This may sound complicated, arcane, boring, or insignificant, but the Radišić case – both in connection with his earlier crooked dealings and with the legal brutality visited upon Vulić – is a perfect example of how Bosnia-Herzegovina doesn’t work. It’s a textbook illustration of cronyism and the plunder of socially-created wealth in the interest of a few gangster politicians and their friends, to the detriment and suffering of the mass of ordinary people. All the other ills of present-day Bosnian society are attached to this dynamic.

To continue: Golić had approved the below-market sale of the Medicinska elektronika land to Radišić on the basis of oral instructions by the then Minister of Finance, Aleksandar Džombić, a member of President Dodik’s party.

After being arrested in March of 2010, Džombić pled guilty to a charge of “unconscionable work in connection with the illegal manipulation of prices in sales pertaining to Medicinska elektronika.” He was sentenced to four months in jail.

Other ministers were involved in this malversation, but prosecutors did not investigate further. Radišić’s case was in limbo as of the time of the fracas with Vulić.

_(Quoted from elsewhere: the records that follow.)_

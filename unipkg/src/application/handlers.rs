use unipkg_core::error::Result;
use unipkg_core::layout::Layout;
use unipkg_core::run;

use crate::presentation::cli::Cli;
use crate::presentation::report;

pub fn handle_unpack(cli: Cli) -> Result<()> {
    let stats = run(&cli.package, cli.policy())?;
    if cli.json {
        report::print_json(&stats)
    } else {
        report::print_text(&stats, &Layout::for_package(&cli.package).output);
        Ok(())
    }
}
// unipkg_core/src/repo.rs
use crate::domain::{Guid, PackageEntry};
use crate::error::Result;

#[derive(Clone, Debug)]
pub struct OpenParams {
    /// Directory the raw archive was unpacked into.
    pub scratch_dir: std::path::PathBuf,
}

/// Source of identifier directories, in a stable order.
pub trait PackageRepo {
    fn identifiers(&self) -> Result<Vec<Guid>>;

    fn read_entry(&self, id: Guid) -> Result<PackageEntry>;
}
//! Recovery of images wrapped behind a container header.
//!
//! Some Unity containers prefix a plain PNG or JPEG with a variable-length
//! binary header. A linear scan for the image signature recovers it without
//! parsing the container.

use memchr::memmem;

use super::signature::{JPEG_EOI, JPEG_SOI, PNG_SIGNATURE, offset_past_header};

/// Whether a payload with this detected extension is worth scanning.
pub fn scans(current: Option<&str>) -> bool {
    matches!(current, None | Some(".png") | Some(".jpg"))
}

/// Returns a copied sub-range holding the embedded image and its extension.
pub fn find_embedded(data: &[u8], current: Option<&str>) -> Option<(Vec<u8>, &'static str)> {
    if !scans(current) {
        return None;
    }
    if let Some(p) = offset_past_header(data, &PNG_SIGNATURE) {
        return Some((data[p..].to_vec(), ".png"));
    }
    let p = offset_past_header(data, &JPEG_SOI)?;
    let body = p + JPEG_SOI.len();
    let end = memmem::find(&data[body..], &JPEG_EOI)
        .map(|e| body + e + JPEG_EOI.len())
        .unwrap_or(data.len());
    Some((data[p..end].to_vec(), ".jpg"))
}

#[cfg(test)]
mod tests {
    use super::*;

    #[test]
    fn png_behind_header() {
        let mut data = vec![0xAA; 50];
        data.extend_from_slice(&PNG_SIGNATURE);
        data.extend(std::iter::repeat_n(0xBB, 200));

        let (payload, ext) = find_embedded(&data, None).unwrap();
        assert_eq!(ext, ".png");
        assert_eq!(payload.len(), 208);
        assert!(payload.starts_with(&PNG_SIGNATURE));
    }

    #[test]
    fn png_at_zero_is_not_embedded() {
        let mut data = PNG_SIGNATURE.to_vec();
        data.extend(std::iter::repeat_n(0xBB, 300));
        assert!(find_embedded(&data, Some(".png")).is_none());
    }

    #[test]
    fn png_needs_trailing_room() {
        let mut data = vec![0xAA; 50];
        data.extend_from_slice(&PNG_SIGNATURE);
        data.extend(std::iter::repeat_n(0xBB, 60));
        assert!(find_embedded(&data, None).is_none());
    }

    #[test]
    fn jpeg_trimmed_at_end_marker() {
        let mut data = vec![0x11; 20];
        data.extend_from_slice(&[0xFF, 0xD8, 0xFF, 0xE0]);
        data.extend(std::iter::repeat_n(0x22, 150));
        data.extend_from_slice(&JPEG_EOI);
        data.extend(std::iter::repeat_n(0x33, 40));

        let (payload, ext) = find_embedded(&data, Some(".jpg")).unwrap();
        assert_eq!(ext, ".jpg");
        assert_eq!(payload.len(), 4 + 150 + 2);
        assert!(payload.starts_with(&JPEG_SOI));
        assert!(payload.ends_with(&JPEG_EOI));
    }

    #[test]
    fn jpeg_without_end_marker_runs_to_end() {
        let mut data = vec![0x11; 20];
        data.extend_from_slice(&JPEG_SOI);
        data.extend(std::iter::repeat_n(0x22, 150));

        let (payload, _) = find_embedded(&data, None).unwrap();
        assert_eq!(payload.len(), data.len() - 20);
    }

    #[test]
    fn other_extensions_are_left_alone() {
        let mut data = vec![0xAA; 50];
        data.extend_from_slice(&PNG_SIGNATURE);
        data.extend(std::iter::repeat_n(0xBB, 200));
        assert!(find_embedded(&data, Some(".fbx")).is_none());
        assert!(!scans(Some(".tga")));
    }
}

Back to Vulić: Radišić’s construction project connected with Picin Park was not threatening to encroach on Vulić’s property in the main, but only on the access road to the property. Removal of that access road threatened to close down Vulić’s business. So, over the months in the earlier part of this year (2013), Vulić and supporters protested and resisted construction around his access road. In response, security companies and the city police guarded Radišić’s construction operations. Activists associated with last year’s Picin Park campaign, recognizing a further illegal maneuver by the destroyer of their childhood park, gathered in support of the Vulić family.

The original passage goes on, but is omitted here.